The reality of my situation is frustrating. I am caught between disability and ability. I have the limitations of a disabled person yet my education, and my awesome office, puts in a position where I can earn more than disability benefits would pay me working a sustainable number of hours. I have spent most of the past year balancing between being just healthy enough to work enough to make some money and being just unhealthy enough to have serious conversations about going onto disability.

This limbo is why I hate the phrase “How are you?”. It’s become our version of “Hello!” so everyone says it at the beginning of every conversation at every social event I attend. The true answer is complicated and deeply personal. It’s not something I want to go into at a party. However, everyone knows to some degree that I am unwell so if find my words caught in my throat. All the things I want to say stick inside me and refuse to come out because I am terribly afraid I am boring everyone to death. I feel a palpable desire pouring off the person I am speaking with, a need for me to respond with anything other than the truth.

To be fair, I have no idea if this desire is actually there. It is completely possible I am making it all up. 

It’s enough to make even the most seasoned social veteran want to crawl back into that wallflower position, pick up a fan, and hide behind it. I feel like Miss Bates from Emma, possessing no cleverness and constantly at risk of rambling on about every dull topic in the world:

MISS BATES
Well, I need not be uneasy, as long as we're allowed to say dull things.
Very dull, in fact. I should be sure to say things very dull in fact as
soon as I open my mouth, shan't I?

EMMA
That may be a difficult thing.

MISS BATES
Oh, I doubt that. I'm sure I never fail to say things very dull.

EMMA
Yes, dear, but you will be limited in number, only three.

I suffer a fair amount of social anxiety as a result of my situation. Small gatherings make me more comfortable because I can spend time talking with people, we can get over the initial social niceties and dig deeply down into a topic of interest to all of us. At larger gatherings there isn’t time for the deep digging so I am left feeling shallow, in several senses of the term.

Stiff upper lip meet pouty lower lip…

It’s been getting harder to keep a stiff upper lip lately. The more I hurt the more I feel the panic monster claw at my resolve. I was getting so much better and now I am returning to the me who couldn’t do anything.

I want so much to wake up one morning and not feel my head pound. I want to smile without my face hurting and spend a day without some odd slicing sensation marching across my cheek. It’s been over ten months since this headache started. Ten months has made it into as much of me as my fingers or toes. It’s become a part of household, a thing we all try to work around.

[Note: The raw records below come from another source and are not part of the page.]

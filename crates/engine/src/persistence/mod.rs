mod atomic_io;
mod session;
mod store;

pub use session::{
    InventorySnapshot, Session, SessionError, Settings, INVENTORY_KEY, SETTINGS_KEY,
    SNAPSHOT_VERSION,
};
pub use store::{BlobStore, FileBlobStore, MemoryBlobStore, StoreError};
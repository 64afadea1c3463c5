use crate::app::entity::Entity;
use crate::app::rendering::{Rgba, Surface};
use crate::app::Bounds;

#[derive(Debug, Clone, PartialEq)]
pub enum PropLook {
    Solid(Rgba),
    Image(String),
}

/// Static decor. Has no update hook.
#[derive(Debug, Clone)]
pub struct Prop {
    name: String,
    bounds: Bounds,
    look: PropLook,
    visible: bool,
    blocking: bool,
}

impl Prop {
    pub fn solid(name: impl Into<String>, bounds: Bounds, color: Rgba) -> Self {
        Self {
            name: name.into(),
            bounds,
            look: PropLook::Solid(color),
            visible: true,
            blocking: false,
        }
    }

    pub fn image(name: impl Into<String>, bounds: Bounds, image_key: impl Into<String>) -> Self {
        Self {
            name: name.into(),
            bounds,
            look: PropLook::Image(image_key.into()),
            visible: true,
            blocking: false,
        }
    }

    pub fn hidden(mut self) -> Self {
        self.visible = false;
        self
    }

    /// Furniture the player cannot walk through.
    pub fn blocking(mut self) -> Self {
        self.blocking = true;
        self
    }
}

impl Entity for Prop {
    fn bounds(&self) -> Bounds {
        self.bounds
    }

    fn is_visible(&self) -> bool {
        self.visible
    }

    fn blocks_movement(&self) -> bool {
        self.blocking
    }

    fn render(&self, surface: &mut dyn Surface) {
        match &self.look {
            PropLook::Solid(color) => surface.fill_rect(self.bounds, *color),
            PropLook::Image(key) => surface.draw_image(key, self.bounds),
        }
    }

    fn debug_name(&self) -> &str {
        &self.name
    }
}
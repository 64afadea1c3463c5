use std::collections::HashSet;
use std::fs;
use std::io;
use std::path::Path;

use keepsake_engine::{Bounds, CgPayload, ItemAction, ItemDescription};
use serde::Deserialize;
use tracing::{info, warn};

pub(crate) const CATALOG_FILE: &str = "items.json";
const CATALOG_VERSION: u32 = 1;

/// Items placed in the rooms plus the story beats tied to them.
#[derive(Debug, Clone, PartialEq, Deserialize)]
pub(crate) struct Catalog {
    pub(crate) version: u32,
    /// Collecting this item opens `key_unlocks`.
    pub(crate) key_item: String,
    pub(crate) key_unlocks: String,
    /// Presented once every catalog item is held.
    pub(crate) completion_cg: CgPayload,
    pub(crate) items: Vec<PlacedItem>,
}

#[derive(Debug, Clone, PartialEq, Deserialize)]
pub(crate) struct PlacedItem {
    pub(crate) room: String,
    pub(crate) at: Placement,
    pub(crate) item: ItemDescription,
}

#[derive(Debug, Clone, Copy, PartialEq, Deserialize)]
pub(crate) struct Placement {
    pub(crate) x: f32,
    pub(crate) y: f32,
    pub(crate) w: f32,
    pub(crate) h: f32,
}

impl Placement {
    pub(crate) fn bounds(self) -> Bounds {
        Bounds::new(self.x, self.y, self.w, self.h)
    }
}

impl Catalog {
    pub(crate) fn item_names(&self) -> Vec<String> {
        self.items
            .iter()
            .map(|placed| placed.item.name.clone())
            .collect()
    }

    pub(crate) fn items_in<'a>(&'a self, room: &'a str) -> impl Iterator<Item = &'a PlacedItem> + 'a {
        self.items.iter().filter(move |placed| placed.room == room)
    }

    /// Used when `assets/items.json` is missing or invalid.
    pub(crate) fn builtin() -> Self {
        let placed = |room: &str, x: f32, y: f32, item: ItemDescription| PlacedItem {
            room: room.to_string(),
            at: Placement {
                x,
                y,
                w: 32.0,
                h: 32.0,
            },
            item,
        };
        Self {
            version: CATALOG_VERSION,
            key_item: "brass_key".to_string(),
            key_unlocks: "study".to_string(),
            completion_cg: CgPayload::new("cg/keepsake")
                .with_text("Every keepsake is home again.")
                .with_duration_ms(6000),
            items: vec![
                placed(
                    "hall",
                    700.0,
                    300.0,
                    ItemDescription::new("brass_key", "icons/brass_key", "A small brass key.")
                        .with_dialogue("A key. The study door should open now.")
                        .with_on_use(ItemAction::Inspect),
                ),
                placed(
                    "study",
                    240.0,
                    220.0,
                    ItemDescription::new("letter", "icons/letter", "An unsigned letter.")
                        .with_on_use(ItemAction::Inspect),
                ),
            ],
        }
    }

    fn validate(&self) -> Result<(), String> {
        if self.version != CATALOG_VERSION {
            return Err(format!(
                "unsupported catalog version {} (expected {CATALOG_VERSION})",
                self.version
            ));
        }
        if self.items.is_empty() {
            return Err("catalog has no items".to_string());
        }
        let mut seen = HashSet::new();
        for placed in &self.items {
            if !seen.insert(placed.item.name.as_str()) {
                return Err(format!("duplicate item name '{}'", placed.item.name));
            }
        }
        if !seen.contains(self.key_item.as_str()) {
            return Err(format!("key item '{}' is not in the catalog", self.key_item));
        }
        Ok(())
    }
}

pub(crate) fn parse_catalog(raw: &str) -> Result<Catalog, String> {
    let mut deserializer = serde_json::Deserializer::from_str(raw);
    let catalog: Catalog = match serde_path_to_error::deserialize(&mut deserializer) {
        Ok(catalog) => catalog,
        Err(error) => {
            let path = error.path().to_string();
            let source = error.into_inner();
            return if path.is_empty() || path == "." {
                Err(format!("parse catalog json: {source}"))
            } else {
                Err(format!("parse catalog json at {path}: {source}"))
            };
        }
    };
    catalog.validate()?;
    Ok(catalog)
}

pub(crate) fn load_catalog(assets_dir: &Path) -> Catalog {
    let path = assets_dir.join(CATALOG_FILE);
    let raw = match fs::read_to_string(&path) {
        Ok(raw) => raw,
        Err(error) if error.kind() == io::ErrorKind::NotFound => {
            warn!(path = %path.display(), "catalog_missing_using_builtin");
            return Catalog::builtin();
        }
        Err(error) => {
            warn!(path = %path.display(), error = %error, "catalog_read_failed_using_builtin");
            return Catalog::builtin();
        }
    };
    match parse_catalog(&raw) {
        Ok(catalog) => {
            info!(
                path = %path.display(),
                item_count = catalog.items.len(),
                "catalog_loaded"
            );
            catalog
        }
        Err(error) => {
            warn!(path = %path.display(), error = %error, "catalog_invalid_using_builtin");
            Catalog::builtin()
        }
    }
}
use keepsake_engine::persistence::SETTINGS_KEY;
use keepsake_engine::{
    resolve_app_paths, AppPaths, BlobStore, Engine, EngineConfig, FileBlobStore, LoopConfig,
    Player, Session, StartupError, Vec2, DEFAULT_PLAYER_SPEED,
};
use tracing::{info, warn};
use tracing_subscriber::EnvFilter;

use super::catalog::load_catalog;
use super::hud::InventoryHud;
use super::reactions;
use super::rooms::{build_rooms, HALL};

const PLAYER_START: Vec2 = Vec2::new(120.0, 240.0);
const PLAYER_SIZE: Vec2 = Vec2::new(28.0, 40.0);

pub(crate) struct AppWiring {
    pub(crate) config: LoopConfig,
    pub(crate) engine: Engine,
    pub(crate) session: Session<FileBlobStore>,
}

#[derive(Debug, Clone, Copy, PartialEq, Eq)]
pub(crate) enum RunMode {
    Windowed,
    /// Runs this many synthetic frames without opening a window.
    Headless { frames: u32 },
}

pub(crate) fn parse_run_mode<I>(args: I) -> Result<RunMode, String>
where
    I: IntoIterator<Item = String>,
{
    let mut args = args.into_iter();
    let mut mode = RunMode::Windowed;
    while let Some(arg) = args.next() {
        match arg.as_str() {
            "--headless" => {
                let raw = args
                    .next()
                    .ok_or_else(|| "--headless needs a frame count".to_string())?;
                let frames = raw
                    .parse::<u32>()
                    .map_err(|error| format!("invalid frame count '{raw}': {error}"))?;
                mode = RunMode::Headless { frames };
            }
            other => return Err(format!("unknown argument '{other}'")),
        }
    }
    Ok(mode)
}

pub(crate) fn build_app() -> Result<AppWiring, StartupError> {
    info!("=== Keepsake Startup ===");
    let paths = resolve_app_paths()?;
    info!(
        root = %paths.root.display(),
        assets_dir = %paths.assets_dir.display(),
        save_dir = %paths.save_dir.display(),
        "startup"
    );
    Ok(wire(&paths))
}

fn wire(paths: &AppPaths) -> AppWiring {
    let catalog = load_catalog(&paths.assets_dir);
    let mut session = Session::new(FileBlobStore::new(&paths.save_dir));
    let settings = session.load_settings();
    if session.store().get(SETTINGS_KEY).is_none() {
        // Leave an editable settings file behind on first run.
        if let Err(error) = session.save_settings(&settings) {
            warn!(error = %error, "settings_write_failed");
        }
    }

    let mut engine = Engine::new(EngineConfig {
        initial_scene: Some(HALL.to_string()),
        ..EngineConfig::default()
    });
    for room in build_rooms(&catalog) {
        engine.add_scene(room);
    }
    engine.add_game_object(
        Player::new(PLAYER_START, PLAYER_SIZE, DEFAULT_PLAYER_SPEED).with_sprite("sprites/player"),
    );
    engine.add_game_object(InventoryHud::new(engine.inventory().capacity()));
    reactions::install(&mut engine, &catalog);
    session.apply_settings(&mut engine, &settings);

    let config = LoopConfig {
        sprite_dir: Some(paths.assets_dir.clone()),
        show_stats: settings.show_stats,
        ..LoopConfig::default()
    };

    AppWiring {
        config,
        engine,
        session,
    }
}

pub(crate) fn init_tracing() {
    let filter = EnvFilter::try_from_default_env().unwrap_or_else(|_| EnvFilter::new("info"));
    tracing_subscriber::fmt()
        .with_env_filter(filter)
        .with_target(false)
        .with_thread_names(true)
        .compact()
        .init();
}

#[cfg(test)]
mod tests {
    use keepsake_engine::persistence::Settings;
    use tempfile::TempDir;

    use super::*;
    use crate::app::rooms::STUDY;

    fn args(raw: &[&str]) -> Vec<String> {
        raw.iter().map(|arg| arg.to_string()).collect()
    }

    fn temp_paths(temp: &TempDir) -> AppPaths {
        AppPaths {
            root: temp.path().to_path_buf(),
            assets_dir: temp.path().join("assets"),
            save_dir: temp.path().join("saves"),
        }
    }

    #[test]
    fn run_mode_defaults_to_windowed() {
        assert_eq!(parse_run_mode(args(&[])), Ok(RunMode::Windowed));
        assert_eq!(
            parse_run_mode(args(&["--headless", "120"])),
            Ok(RunMode::Headless { frames: 120 })
        );
    }

    #[test]
    fn bad_arguments_are_reported() {
        assert!(parse_run_mode(args(&["--headless"])).is_err());
        assert!(parse_run_mode(args(&["--headless", "many"])).is_err());
        assert!(parse_run_mode(args(&["--fullscreen"])).is_err());
    }

    #[test]
    fn wiring_registers_rooms_and_writes_default_settings() {
        let temp = TempDir::new().expect("temp dir");
        let paths = temp_paths(&temp);

        let app = wire(&paths);

        assert!(app.engine.has_scene(HALL));
        assert!(app.engine.has_scene(STUDY));
        assert_eq!(app.engine.game_object_count(), 2);
        assert!(paths.save_dir.join("settings.json").is_file());
        assert_eq!(app.session.load_settings(), Settings::default());
        assert_eq!(app.config.sprite_dir.as_deref(), Some(paths.assets_dir.as_path()));
    }

    #[test]
    fn saved_settings_are_applied() {
        let temp = TempDir::new().expect("temp dir");
        let paths = temp_paths(&temp);
        Session::new(FileBlobStore::new(&paths.save_dir))
            .save_settings(&Settings {
                dialogue_duration_ms: 900,
                show_stats: true,
            })
            .expect("save settings");

        let app = wire(&paths);

        assert_eq!(app.engine.dialogue_duration_ms(), 900);
        assert!(app.config.show_stats);
    }
}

I am still doing things to seek improvement. I run, I swim, I visit doctors, but my hope is circling the drain along with my energy levels.

A long life seems impossibly tiring when viewed through this lens. My very simple daily routine is so exhausting when I hurt like this it seems my body will just stop being able to generate enough energy at some point, like a rechargeable battery, ever losing just a bit of my capacity for power.

Basically, it sucks.

There. Pouty lip has had it’s say. Now it’s back to being strong.